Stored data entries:
Segment Open

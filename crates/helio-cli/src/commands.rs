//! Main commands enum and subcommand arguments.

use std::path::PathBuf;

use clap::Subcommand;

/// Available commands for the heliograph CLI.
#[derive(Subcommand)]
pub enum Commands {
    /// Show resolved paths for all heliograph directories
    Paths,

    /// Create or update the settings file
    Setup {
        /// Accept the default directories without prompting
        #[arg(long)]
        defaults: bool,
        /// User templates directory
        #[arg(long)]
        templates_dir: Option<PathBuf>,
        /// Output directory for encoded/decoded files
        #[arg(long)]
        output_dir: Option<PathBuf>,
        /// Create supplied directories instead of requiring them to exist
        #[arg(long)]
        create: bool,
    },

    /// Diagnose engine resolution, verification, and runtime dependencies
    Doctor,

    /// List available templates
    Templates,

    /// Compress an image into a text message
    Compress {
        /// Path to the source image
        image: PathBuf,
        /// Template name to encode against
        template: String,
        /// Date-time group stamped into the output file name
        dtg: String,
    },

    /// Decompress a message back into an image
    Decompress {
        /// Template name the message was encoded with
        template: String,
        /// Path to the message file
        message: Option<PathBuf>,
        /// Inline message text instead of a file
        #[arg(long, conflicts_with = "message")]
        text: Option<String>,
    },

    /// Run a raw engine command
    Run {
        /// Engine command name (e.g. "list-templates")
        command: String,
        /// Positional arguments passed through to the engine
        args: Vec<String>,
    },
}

Segment Closed
Segment Open

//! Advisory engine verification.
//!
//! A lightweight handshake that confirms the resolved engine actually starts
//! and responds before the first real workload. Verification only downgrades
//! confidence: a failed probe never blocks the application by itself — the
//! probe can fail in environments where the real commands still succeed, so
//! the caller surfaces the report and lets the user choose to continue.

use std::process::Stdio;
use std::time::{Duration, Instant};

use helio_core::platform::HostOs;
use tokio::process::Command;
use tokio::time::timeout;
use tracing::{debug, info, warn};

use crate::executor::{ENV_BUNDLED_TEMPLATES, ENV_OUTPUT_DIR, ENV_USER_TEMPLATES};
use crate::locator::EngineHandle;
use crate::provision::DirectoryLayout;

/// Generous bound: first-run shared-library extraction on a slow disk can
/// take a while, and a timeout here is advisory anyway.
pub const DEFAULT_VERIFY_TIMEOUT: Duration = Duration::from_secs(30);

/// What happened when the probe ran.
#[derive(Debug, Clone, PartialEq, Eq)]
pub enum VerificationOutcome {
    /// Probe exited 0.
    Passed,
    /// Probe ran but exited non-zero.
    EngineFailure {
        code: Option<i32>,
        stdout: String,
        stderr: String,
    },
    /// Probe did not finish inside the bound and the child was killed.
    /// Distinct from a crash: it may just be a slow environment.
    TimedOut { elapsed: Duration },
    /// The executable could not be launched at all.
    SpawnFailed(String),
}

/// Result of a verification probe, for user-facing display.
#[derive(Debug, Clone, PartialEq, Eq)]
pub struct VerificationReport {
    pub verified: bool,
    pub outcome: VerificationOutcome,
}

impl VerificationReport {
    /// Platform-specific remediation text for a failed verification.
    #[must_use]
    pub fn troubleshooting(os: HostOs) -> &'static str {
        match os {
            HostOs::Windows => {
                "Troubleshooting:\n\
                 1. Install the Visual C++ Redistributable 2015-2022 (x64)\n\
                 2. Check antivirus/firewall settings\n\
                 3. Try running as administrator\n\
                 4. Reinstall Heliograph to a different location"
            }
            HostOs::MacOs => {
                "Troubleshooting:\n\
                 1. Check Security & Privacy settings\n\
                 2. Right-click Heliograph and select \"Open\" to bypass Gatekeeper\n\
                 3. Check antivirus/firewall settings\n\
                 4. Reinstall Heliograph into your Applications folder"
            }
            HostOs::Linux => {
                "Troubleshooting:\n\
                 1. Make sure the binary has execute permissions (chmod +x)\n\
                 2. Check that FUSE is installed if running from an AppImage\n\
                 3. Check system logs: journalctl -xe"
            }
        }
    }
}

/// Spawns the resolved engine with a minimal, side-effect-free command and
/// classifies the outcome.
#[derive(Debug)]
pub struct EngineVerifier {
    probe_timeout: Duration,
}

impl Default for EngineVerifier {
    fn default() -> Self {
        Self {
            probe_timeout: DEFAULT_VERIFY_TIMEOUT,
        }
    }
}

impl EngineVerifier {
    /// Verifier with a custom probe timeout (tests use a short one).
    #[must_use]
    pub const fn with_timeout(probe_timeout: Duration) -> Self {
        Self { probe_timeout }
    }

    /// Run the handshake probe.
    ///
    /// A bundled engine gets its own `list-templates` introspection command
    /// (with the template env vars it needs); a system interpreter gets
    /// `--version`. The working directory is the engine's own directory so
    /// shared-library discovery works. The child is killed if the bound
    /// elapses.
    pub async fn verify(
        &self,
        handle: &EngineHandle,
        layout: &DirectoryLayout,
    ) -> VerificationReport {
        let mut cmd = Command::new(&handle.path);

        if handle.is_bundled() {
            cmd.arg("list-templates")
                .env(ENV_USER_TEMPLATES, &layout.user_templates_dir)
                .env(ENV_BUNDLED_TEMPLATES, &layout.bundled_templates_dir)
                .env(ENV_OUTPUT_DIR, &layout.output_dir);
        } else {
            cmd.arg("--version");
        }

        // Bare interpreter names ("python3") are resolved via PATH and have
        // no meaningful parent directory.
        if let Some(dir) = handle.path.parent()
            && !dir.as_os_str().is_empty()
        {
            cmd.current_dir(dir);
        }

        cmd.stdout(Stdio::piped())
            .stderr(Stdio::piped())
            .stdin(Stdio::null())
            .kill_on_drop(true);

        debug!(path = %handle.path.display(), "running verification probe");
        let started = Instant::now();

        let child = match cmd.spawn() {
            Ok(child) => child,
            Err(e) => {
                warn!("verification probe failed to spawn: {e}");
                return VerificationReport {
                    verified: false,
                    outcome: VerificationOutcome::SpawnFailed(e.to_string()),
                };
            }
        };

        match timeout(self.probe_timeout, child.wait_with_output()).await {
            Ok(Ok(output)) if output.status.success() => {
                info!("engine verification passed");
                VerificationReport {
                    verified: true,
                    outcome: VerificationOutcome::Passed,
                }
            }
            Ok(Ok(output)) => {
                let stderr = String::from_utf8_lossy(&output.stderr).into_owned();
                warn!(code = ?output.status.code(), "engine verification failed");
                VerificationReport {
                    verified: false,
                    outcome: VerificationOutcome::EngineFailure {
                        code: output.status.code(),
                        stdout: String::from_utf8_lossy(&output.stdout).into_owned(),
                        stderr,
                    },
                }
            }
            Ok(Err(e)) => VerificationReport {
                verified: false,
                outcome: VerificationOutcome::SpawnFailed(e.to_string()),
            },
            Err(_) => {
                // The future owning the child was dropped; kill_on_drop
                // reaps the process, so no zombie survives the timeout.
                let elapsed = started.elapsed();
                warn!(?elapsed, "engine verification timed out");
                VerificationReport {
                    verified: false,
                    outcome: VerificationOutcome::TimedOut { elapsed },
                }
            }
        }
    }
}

Segment Closed

If a line in the records above has the word "display", copy it out.

/// Result of a verification probe, for user-facing display.
        debug!(path = %handle.path.display(), "running verification probe");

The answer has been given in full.